En ce jour et suite aux dégâts causés par le Covid-19, nous transformons les murs de nos sièges à l’ATFD, à l’UGTT, Beity, le FTDES, le SNJT l’IADH et la LTDH[1]en fresques murales pour briser l’isolement des victimes des violences, partageons avec nous leurs douleurs et leurs aspirations à une vie meilleure et un pays prospère. La violence contre les femmes les tue et les ravage autour de nous et entre nous plus que l’épidémie et le terrorisme. Mettons toutes et tous un terme à la violence et agissons immédiatement car il n’y a pas de paix sociale, de sécurité nationale ou de démocratie sans la sécurité personnelle des femmes et des individus.

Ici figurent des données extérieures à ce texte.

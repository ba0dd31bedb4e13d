mod server;

use seo_audit::http_client::DEFAULT_USER_AGENT;
use seo_audit::link_checker::{LinkChecker, LinkVerdict};
use seo_audit::safe_fetch::{AddressPolicy, SafeFetcher};
use server::{Route, TestSite};
use std::time::Duration;

fn local_checker() -> LinkChecker {
    let fetcher = SafeFetcher::new(
        Duration::from_secs(5),
        DEFAULT_USER_AGENT,
        AddressPolicy {
            allow_private: true,
        },
    )
    .expect("Failed to build fetcher");
    LinkChecker::new(fetcher)
}

async fn link_site() -> String {
    let (base_url, _) = TestSite::new()
        .route("/ok", Route::html("OK"))
        .route("/not-found", Route::with_status(404))
        .route("/server-error", Route::with_status(500))
        .route("/head-refused", Route::html("fine for GET").forbid_head())
        .route("/forbidden", Route::with_status(403))
        .route("/moved", Route::redirect("/ok"))
        .start()
        .await;
    base_url
}

#[tokio::test]
async fn test_working_and_broken_links() {
    let base_url = link_site().await;
    let checker = local_checker();

    let ok = checker.check(&format!("{}/ok", base_url)).await;
    assert_eq!(ok.verdict, LinkVerdict::Ok { status: 200 });
    assert!(!ok.is_broken());

    let missing = checker.check(&format!("{}/not-found", base_url)).await;
    assert!(missing.is_broken());
    assert_eq!(missing.status(), Some(404));

    let error = checker.check(&format!("{}/server-error", base_url)).await;
    assert!(error.is_broken());
    assert_eq!(error.status(), Some(500));
}

#[tokio::test]
async fn test_redirects_are_followed() {
    let base_url = link_site().await;
    let check = local_checker().check(&format!("{}/moved", base_url)).await;
    assert_eq!(check.verdict, LinkVerdict::Ok { status: 200 });
}

#[tokio::test]
async fn test_head_refusal_falls_back_to_get() {
    let base_url = link_site().await;
    let check = local_checker()
        .check(&format!("{}/head-refused", base_url))
        .await;

    assert_eq!(check.verdict, LinkVerdict::Ok { status: 200 });
    assert!(!check.is_broken());
}

#[tokio::test]
async fn test_forbidden_after_get_is_bot_blocked() {
    let base_url = link_site().await;
    let check = local_checker()
        .check(&format!("{}/forbidden", base_url))
        .await;

    assert_eq!(check.verdict, LinkVerdict::BotBlocked { status: 403 });
    assert!(!check.is_broken());
}

#[tokio::test]
async fn test_check_all_covers_every_url() {
    let base_url = link_site().await;
    let urls: Vec<String> = (0..23)
        .map(|i| {
            if i % 2 == 0 {
                format!("{}/ok?i={}", base_url, i)
            } else {
                format!("{}/missing-{}", base_url, i)
            }
        })
        .collect();

    let results = local_checker().check_all(&urls).await;

    assert_eq!(results.len(), urls.len());
    assert_eq!(results.values().filter(|c| c.is_broken()).count(), 11);
}

#[tokio::test]
async fn test_private_targets_rejected_without_opt_in() {
    let base_url = link_site().await;
    let checker = LinkChecker::new(SafeFetcher::with_defaults().unwrap());

    let check = checker.check(&format!("{}/ok", base_url)).await;
    match check.verdict {
        LinkVerdict::Broken {
            status: None,
            error: Some(error),
        } => assert!(error.contains("Blocked address")),
        other => panic!("expected a blocked verdict, got {:?}", other),
    }
}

A cet égard, nous appelons les autorités compétentes à :
- Mettre un terme au traitement symptomatique des violences en s’attaquant à l’ordre patriarcal et ses innombrables ramifications juridiques, politiques, sociales, économiques et culturelles, qui constituent le terreau et le ferment des violences ;
- Adopter une approche volontariste et exhaustive pour lutter contre les violences faites aux femmes, où la prévention prend une place prépondérante, en misant sur l’éducation aux droits humains, à l’égalité et à la non-discrimination ;
- En finir avec le climat régnant d’impunité, en veillant à la responsabilisation des auteurs ;
- Dégager un budget conséquent qui permet de mettre en application tous les engagements de l’Etat en matière de lutte contre les violences ainsi que toutes les mesures qui n’ont pas dépassé l’effet d’annonce, en particulier en ce qui concerne la protection et la prise en charge des victimes et leur accompagnement vers l’autonomie, loin de toute action de minorisation, de substitution ou de tutelle.
Associations et organisations Signataires :
Association Tunisienne des Femmes Démocrates
Union Générale des Travailleurs Tunisiens
Association Beity
Forum Tunisien des Droits Economiques et Sociaux
Syndicat National des Journalistes Tunisiens
Institut Arabe des Droits de l’Homme
Ligue Tunisienne de Défense des Droits de l’Homme
Association Tunisienne de Défense des Libertés individuelles
[1] Association Tunisienne des Femmes Démocrates, Union Générale des Travailleurs Tunisiens, Association Beity, le Forum Tunisien des Droits Economiques et Sociaux, le Syndicat National des Journalistes Tunisiens l’Institut Arabe des Droits de l’Homme, Ligue Tunisienne de Défense des Droits de l’Homme et Association de Défense des Libertés Individuelles.